Every year over 40,000 Americans (over 4,000 Canadians) die in car accidents and three times that many have serious injuries that change their lives forever. Is getting into a car safe?
Is building nuclear reactors in Japan or California or Iran safe? I was trained as an engineer so I look at this question with a bit of scientific perspective. Do we really pay attention to what is safe or are we really just interested in satisfying our own psychological fears? And who really is a master statistician who analyzes every aspect of their life and than decides?
Over the years whenever the question is posed I respond that yes indeed, in relative terms, bicycling the world is safe and that the most likely danger, just as at home, is the motorized vehicle. After all it kills about 1.5 million people around the world every year. I tell people not to worry about bandits, diseases, wild animals.
So today I will write for all of those who are worried about the bandits, the wild animals, the foreign cultures and hospitals. Our company has had one hell of a week. First, four armed bandits attacked six riders on the tour in Kenya. Fortunately no one was hurt and no one left the tour.
Then on Friday morning, after spending a night at a wonderful lodge 120 km from Mysore, I was the last person leaving the area. About 5 km after I left the lodge, I was cycling uphill in a beautiful area, not a national park or any other nature reserve, when I and another cyclist about 25 meters ahead of me spotted an elephant with a couple of teenage elephants crossing the road. As magical a moment as they come. I kept on cycling. A car came by and honked, I’m not sure whether at me or at the elephants. Than a few seconds later to my left I saw the elephant, who, when she spotted me, immediately started charging.

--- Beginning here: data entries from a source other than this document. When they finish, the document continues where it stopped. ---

//! 运行状态机
//!
//! ```text
//! Idle → AwaitingManualSetup → RunningBatch ⇄ BetweenBatches
//!                                   ↓
//!                               Completed
//! 任意非终止状态 → Interrupted
//! ```

use std::fmt;

/// 中断原因
#[derive(Debug, Clone, Copy, PartialEq, Eq)]
pub enum InterruptReason {
    /// 操作员选择在批次之间暂停
    Paused,
    /// 操作员选择退出
    Aborted,
    /// 收到中断信号（Ctrl-C）
    Signal,
}

#[derive(Debug, Clone, Copy, PartialEq, Eq)]
pub enum RunState {
    Idle,
    AwaitingManualSetup,
    RunningBatch { index: usize },
    BetweenBatches { finished_index: usize },
    Completed,
    Interrupted(InterruptReason),
}

impl RunState {
    pub fn is_terminal(&self) -> bool {
        matches!(self, RunState::Completed | RunState::Interrupted(_))
    }

    /// 是否允许从当前状态进入 `next`
    pub fn allows(&self, next: &RunState) -> bool {
        use RunState::*;
        match (self, next) {
            (from, Interrupted(_)) => !from.is_terminal(),
            (Idle, AwaitingManualSetup) | (Idle, Completed) => true,
            (AwaitingManualSetup, RunningBatch { .. }) => true,
            (RunningBatch { .. }, BetweenBatches { .. }) | (RunningBatch { .. }, Completed) => true,
            (BetweenBatches { .. }, RunningBatch { .. }) => true,
            _ => false,
        }
    }
}

impl fmt::Display for RunState {
    fn fmt(&self, f: &mut fmt::Formatter<'_>) -> fmt::Result {
        match self {
            RunState::Idle => write!(f, "空闲"),
            RunState::AwaitingManualSetup => write!(f, "等待人工导航"),
            RunState::RunningBatch { index } => write!(f, "执行第 {} 批", index + 1),
            RunState::BetweenBatches { finished_index } => {
                write!(f, "第 {} 批已完成，等待继续", finished_index + 1)
            }
            RunState::Completed => write!(f, "全部完成"),
            RunState::Interrupted(InterruptReason::Paused) => write!(f, "已暂停"),
            RunState::Interrupted(InterruptReason::Aborted) => write!(f, "已退出"),
            RunState::Interrupted(InterruptReason::Signal) => write!(f, "已中断"),
        }
    }
}
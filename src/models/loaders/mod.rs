pub mod csv_loader;

pub use csv_loader::{load_targets, parse_targets};
//! 目标与处理结果

use serde::{Deserialize, Serialize};
use std::collections::HashSet;
use std::fmt;

/// 一个待下载的文件名
///
/// 以字符串完全相等判定同一目标
#[derive(Debug, Clone, PartialEq, Eq, Hash, PartialOrd, Ord, Serialize, Deserialize)]
#[serde(transparent)]
pub struct Target(String);

impl Target {
    /// 原样保留名称；空白名称返回 None
    ///
    /// 单元格两端的空白由加载器清理
    pub fn new(name: impl AsRef<str>) -> Option<Self> {
        let name = name.as_ref();
        if name.trim().is_empty() {
            None
        } else {
            Some(Self(name.to_string()))
        }
    }

    pub fn as_str(&self) -> &str {
        &self.0
    }
}

impl fmt::Display for Target {
    fn fmt(&self, f: &mut fmt::Formatter<'_>) -> fmt::Result {
        f.write_str(&self.0)
    }
}

impl AsRef<str> for Target {
    fn as_ref(&self) -> &str {
        &self.0
    }
}

/// 去重并保留首次出现的顺序
pub fn dedup_targets<I, S>(names: I) -> Vec<Target>
where
    I: IntoIterator<Item = S>,
    S: AsRef<str>,
{
    let mut seen = HashSet::new();
    names
        .into_iter()
        .filter_map(Target::new)
        .filter(|t| seen.insert(t.clone()))
        .collect()
}

/// 单个目标的处理结果
#[derive(Debug, Clone, PartialEq, Eq)]
pub enum Outcome {
    /// 下载动作已触发
    Succeeded,
    /// 处理失败（附原因）
    Failed(String),
}

impl Outcome {
    pub fn failed(reason: impl Into<String>) -> Self {
        Outcome::Failed(reason.into())
    }

    pub fn is_success(&self) -> bool {
        matches!(self, Outcome::Succeeded)
    }

    pub fn reason(&self) -> Option<&str> {
        match self {
            Outcome::Succeeded => None,
            Outcome::Failed(reason) => Some(reason),
        }
    }
}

I will not describe the next 40 to 60 seconds. I will leave that for another occasion. I will tell you that I am writing this from a hospital in Mysore. I will also tell you that if not for my helmet and some extraordinary good fortune, protection from angels, from cycling gods or other wonderful deities that they have here in India, or perhaps the one almighty from my religious tradition, or all of the above, I would not be writing this to you – using one hand only.
So is it safe? Is traveling to the US which has thousands of armed robberies per year, safe? Statistically the answer is “in relation to what ?”. And what are the benefits versus the risks? But when you have a mother elephant cracking your helmet with your head still in it, is cycling in India safe?

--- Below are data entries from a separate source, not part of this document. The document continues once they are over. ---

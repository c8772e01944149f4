pub mod download_flow;
pub mod target_ctx;

pub use download_flow::{DownloadFlow, Step};
pub use target_ctx::TargetCtx;
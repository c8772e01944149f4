//! 错误类型定义
//!
//! 错误分三类：
//! - 单个目标可恢复（定位失败、步骤超时）：在流程层转换为 `Outcome::Failed`，不会出现在这里
//! - 加载可恢复（目标文件解析失败）：加载器内部降级处理，最终返回空集合
//! - 致命错误（浏览器会话无法建立、进度文件损坏、配置非法）：本模块中的类型

use std::path::PathBuf;
use thiserror::Error;

/// 浏览器相关错误
#[derive(Debug, Error)]
pub enum BrowserError {
    /// 连接浏览器失败
    #[error("无法连接到浏览器 (端口: {port}): {source}")]
    ConnectionFailed {
        port: u16,
        #[source]
        source: chromiumoxide::error::CdpError,
    },
    /// 启动浏览器失败
    #[error("启动浏览器失败: {0}")]
    LaunchFailed(String),
    /// 创建页面失败
    #[error("创建页面失败: {0}")]
    PageCreationFailed(#[source] chromiumoxide::error::CdpError),
    /// 导航失败
    #[error("导航到 {url} 失败: {source}")]
    NavigationFailed {
        url: String,
        #[source]
        source: chromiumoxide::error::CdpError,
    },
    /// 设置下载目录失败
    #[error("设置下载目录 {path} 失败: {reason}")]
    DownloadSetupFailed { path: PathBuf, reason: String },
}

/// 进度文件错误
#[derive(Debug, Error)]
pub enum LedgerError {
    /// 读取进度文件失败
    #[error("读取进度文件失败 ({path}): {source}")]
    ReadFailed {
        path: PathBuf,
        #[source]
        source: std::io::Error,
    },
    /// 进度文件内容损坏，无法按默认值补齐
    #[error("进度文件已损坏 ({path}): {source}")]
    Corrupt {
        path: PathBuf,
        #[source]
        source: serde_json::Error,
    },
    /// 写入进度文件失败
    #[error("写入进度文件失败 ({path}): {source}")]
    WriteFailed {
        path: PathBuf,
        #[source]
        source: std::io::Error,
    },
    /// 序列化失败
    #[error("序列化进度失败: {0}")]
    Serialize(#[from] serde_json::Error),
}

/// 配置错误
#[derive(Debug, Error)]
pub enum ConfigError {
    /// 取值非法
    #[error("配置项 {name} 取值非法: {reason}")]
    InvalidValue { name: &'static str, reason: String },
    /// 配置文件读取失败
    #[error("读取配置文件 {path} 失败: {source}")]
    FileReadFailed {
        path: PathBuf,
        #[source]
        source: std::io::Error,
    },
    /// 配置文件解析失败
    #[error("解析配置文件 {path} 失败: {source}")]
    FileParseFailed {
        path: PathBuf,
        #[source]
        source: toml::de::Error,
    },
}

/// 元素定位错误
///
/// 所有候选策略都在各自的等待时间内未找到可交互元素
#[derive(Debug, Clone, Error, PartialEq, Eq)]
pub enum LocatorError {
    #[error("{role} not found")]
    NotFound { role: String, strategies_tried: usize },
}

// ========== 便捷构造函数 ==========

impl ConfigError {
    pub fn invalid(name: &'static str, reason: impl Into<String>) -> Self {
        ConfigError::InvalidValue {
            name,
            reason: reason.into(),
        }
    }
}

// ========== Result 类型别名 ==========

/// 进度文件结果类型
pub type LedgerResult<T> = Result<T, LedgerError>;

At the foundation of our lives we have to make our own decisions and take responsibilities for them. Is cycling safe? Absolutely not because others people who are probably good parents and even good citizens – drivers, city officials, politicians, even other cyclists make it unsafe. Can random and not so random incidents happen? Absolutely! Will I continue cycling? Barring a delayed psychological trauma from having an elephant mother tap dance on top of me, I certainly will. Will I now wear a helmet every time I plan to ride? I sure hope so.

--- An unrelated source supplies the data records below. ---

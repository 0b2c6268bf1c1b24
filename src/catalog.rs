//! catalog — in-memory ordered collection of MO entries.
//!
//! A Catalog is created wholesale by `mo::load` (or `from_pairs`), then only
//! the `translated` side of an entry can change, by index. Entries are never
//! inserted or removed, so `index` always equals the position in the sequence
//! and `count()` stays what the file header said.

use byteorder::{ByteOrder, LittleEndian};
use serde::Serialize;
use std::path::Path;

use crate::consts::HASH_ENTRY_SIZE;
use crate::error::{MoError, Result};

#[derive(Debug, Clone, PartialEq, Eq, Serialize)]
pub struct Entry {
    pub index: u32,
    pub original: String,
    pub translated: String,
}

#[derive(Debug, Clone)]
pub struct Catalog {
    revision: u32,
    /// Raw hash table, `hash_size * 4` bytes, carried through unexamined.
    hash_table: Vec<u8>,
    entries: Vec<Entry>,
    modified: bool,
}

impl Catalog {
    /// Load a catalog from an MO file.
    pub fn open<P: AsRef<Path>>(path: P) -> Result<Self> {
        crate::mo::load(path)
    }

    /// Build a catalog from (original, translated) pairs with revision 0 and
    /// no hash table.
    pub fn from_pairs<I, O, T>(pairs: I) -> Self
    where
        I: IntoIterator<Item = (O, T)>,
        O: Into<String>,
        T: Into<String>,
    {
        let entries = pairs
            .into_iter()
            .enumerate()
            .map(|(i, (o, t))| Entry {
                index: i as u32,
                original: o.into(),
                translated: t.into(),
            })
            .collect();
        Self {
            revision: 0,
            hash_table: Vec::new(),
            entries,
            modified: false,
        }
    }

    pub fn with_revision(mut self, revision: u32) -> Self {
        self.revision = revision;
        self
    }

    /// Attach hash-table words (stored LE, as on disk).
    pub fn with_hash_words(mut self, words: &[u32]) -> Self {
        let mut raw = vec![0u8; words.len() * HASH_ENTRY_SIZE as usize];
        LittleEndian::write_u32_into(words, &mut raw);
        self.hash_table = raw;
        self
    }

    pub(crate) fn from_parts(revision: u32, hash_table: Vec<u8>, entries: Vec<Entry>) -> Self {
        Self {
            revision,
            hash_table,
            entries,
            modified: false,
        }
    }

    pub fn count(&self) -> u32 {
        self.entries.len() as u32
    }

    pub fn is_empty(&self) -> bool {
        self.entries.is_empty()
    }

    pub fn revision(&self) -> u32 {
        self.revision
    }

    /// Number of 4-byte hash-table slots.
    pub fn hash_size(&self) -> u32 {
        (self.hash_table.len() / HASH_ENTRY_SIZE as usize) as u32
    }

    pub fn hash_table(&self) -> &[u8] {
        &self.hash_table
    }

    /// True once any translation was replaced with a different text.
    pub fn is_modified(&self) -> bool {
        self.modified
    }

    pub fn get(&self, index: u32) -> Result<&Entry> {
        self.entries
            .get(index as usize)
            .ok_or(MoError::IndexOutOfRange {
                index,
                count: self.count(),
            })
    }

    /// Replace the translation of entry `index`. Text uses `\n` line breaks.
    pub fn set<S: Into<String>>(&mut self, index: u32, translated: S) -> Result<()> {
        let count = self.count();
        let entry = self
            .entries
            .get_mut(index as usize)
            .ok_or(MoError::IndexOutOfRange { index, count })?;
        let translated = translated.into();
        if entry.translated != translated {
            entry.translated = translated;
            self.modified = true;
        }
        Ok(())
    }

    pub fn iter(&self) -> std::slice::Iter<'_, Entry> {
        self.entries.iter()
    }

    pub fn entries(&self) -> &[Entry] {
        &self.entries
    }
}

impl<'a> IntoIterator for &'a Catalog {
    type Item = &'a Entry;
    type IntoIter = std::slice::Iter<'a, Entry>;

    fn into_iter(self) -> Self::IntoIter {
        self.iter()
    }
}

#[cfg(test)]
mod tests {
    use super::*;

    fn sample() -> Catalog {
        Catalog::from_pairs([("Hello", "Bonjour"), ("Bye", "Au revoir")])
    }

    #[test]
    fn get_by_index() {
        let c = sample();
        assert_eq!(c.count(), 2);
        let e = c.get(1).unwrap();
        assert_eq!(e.index, 1);
        assert_eq!(e.original, "Bye");
        assert_eq!(e.translated, "Au revoir");
    }

    #[test]
    fn out_of_range() {
        let mut c = sample();
        assert!(matches!(
            c.get(2),
            Err(MoError::IndexOutOfRange { index: 2, count: 2 })
        ));
        assert!(matches!(
            c.set(7, "x"),
            Err(MoError::IndexOutOfRange { index: 7, count: 2 })
        ));
        assert!(!c.is_modified());
    }

    #[test]
    fn set_keeps_indices_and_count() {
        let mut c = sample();
        c.set(0, "Salut").unwrap();
        c.set(0, "Allô\nça va").unwrap();
        assert_eq!(c.count(), 2);
        for (pos, e) in c.iter().enumerate() {
            assert_eq!(e.index as usize, pos);
        }
        assert_eq!(c.get(0).unwrap().translated, "Allô\nça va");
        assert_eq!(c.get(0).unwrap().original, "Hello");
        assert!(c.is_modified());
    }

    #[test]
    fn same_text_is_not_a_modification() {
        let mut c = sample();
        c.set(1, "Au revoir").unwrap();
        assert!(!c.is_modified());
    }

    #[test]
    fn hash_words_are_le() {
        let c = sample().with_hash_words(&[1, 0x0a0b0c0d]);
        assert_eq!(c.hash_size(), 2);
        assert_eq!(c.hash_table(), &[1, 0, 0, 0, 0x0d, 0x0c, 0x0b, 0x0a]);
    }
}
use anyhow::Result;
use std::path::PathBuf;

use moedit::search::{find_all, find_next, find_prev};
use moedit::Entry;

use super::util::{open_catalog, preview, print_json};

pub fn exec(
    path: PathBuf,
    query: String,
    from: Option<u32>,
    backward: bool,
    all: bool,
    json: bool,
) -> Result<()> {
    let catalog = open_catalog(&path)?;

    let hits: Vec<u32> = if all {
        find_all(&catalog, &query)
    } else if backward {
        find_prev(&catalog, &query, from).into_iter().collect()
    } else {
        find_next(&catalog, &query, from).into_iter().collect()
    };

    let mut entries: Vec<&Entry> = Vec::with_capacity(hits.len());
    for i in hits {
        entries.push(catalog.get(i)?);
    }

    if json {
        return print_json(&entries);
    }

    if entries.is_empty() {
        let dir = if backward { "previous" } else { "further" };
        if all {
            println!("No instances of \"{}\" found", query);
        } else {
            println!("No {} instances of \"{}\" found", dir, query);
        }
        return Ok(());
    }
    for e in entries {
        println!(
            "#{:<6} {}  =>  {}",
            e.index,
            preview(&e.original, 60),
            preview(&e.translated, 60)
        );
    }
    Ok(())
}
use anyhow::{Context, Result};
use std::path::PathBuf;

use moedit::doctor::check_file;

use super::util::print_json;

pub fn exec(path: PathBuf, json: bool) -> Result<()> {
    let rep = check_file(&path).with_context(|| format!("doctor {}", path.display()))?;
    if json {
        return print_json(&rep);
    }

    println!("doctor: {}", rep.path);
    println!("  file_len        = {}", rep.file_len);
    println!("  strings         = {}", rep.header.count);
    println!("  strings_checked = {}", rep.strings_checked);
    println!("  canonical       = {}", rep.canonical);
    if rep.is_ok() {
        println!("  status          = OK");
        return Ok(());
    }
    println!("  issues          = {}", rep.issues_total);
    for i in &rep.issues {
        let loc = match (i.table, i.index) {
            (Some(t), Some(n)) => format!("{} #{}", t, n),
            (Some(t), None) => format!("{} table", t),
            _ => "hash table".to_string(),
        };
        println!("    - [{} @ {}] {}", loc, i.offset, i.message);
    }
    if rep.issues.len() < rep.issues_total {
        println!("    ... {} more", rep.issues_total - rep.issues.len());
    }
    Ok(())
}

The doctor just walked in. He has looked at the variety of my wounds and as my mom likes to say ‘so far so good’. He is releasing me from the hospital. I will mend. I am mending already. The ugly bruise on my face is beginning to disappear. The arm broken in four pieces is in a cast. The cracked ribs and my lower back will heal naturally especially if I can find a position to sleep. The various bruises and scrapes are minor and receding already. Soon I will not be stared at.
One more thing, if like me, you ever need a medical professional while you are in a foreign land, I hope you have the good fortune to find people like Dr. Shree Harsha and others at the Apollo BGS hospital in Mysore. I could not have asked for a more competent and better team.
My deepest thanks to all of my staff who had a long week but were true professionals all the way. And my apologies to Shanny, the Indian Adventure Tour Leader, for having to listen to my bad jokes for two hours on the way to the hospital. It was either that or passing out.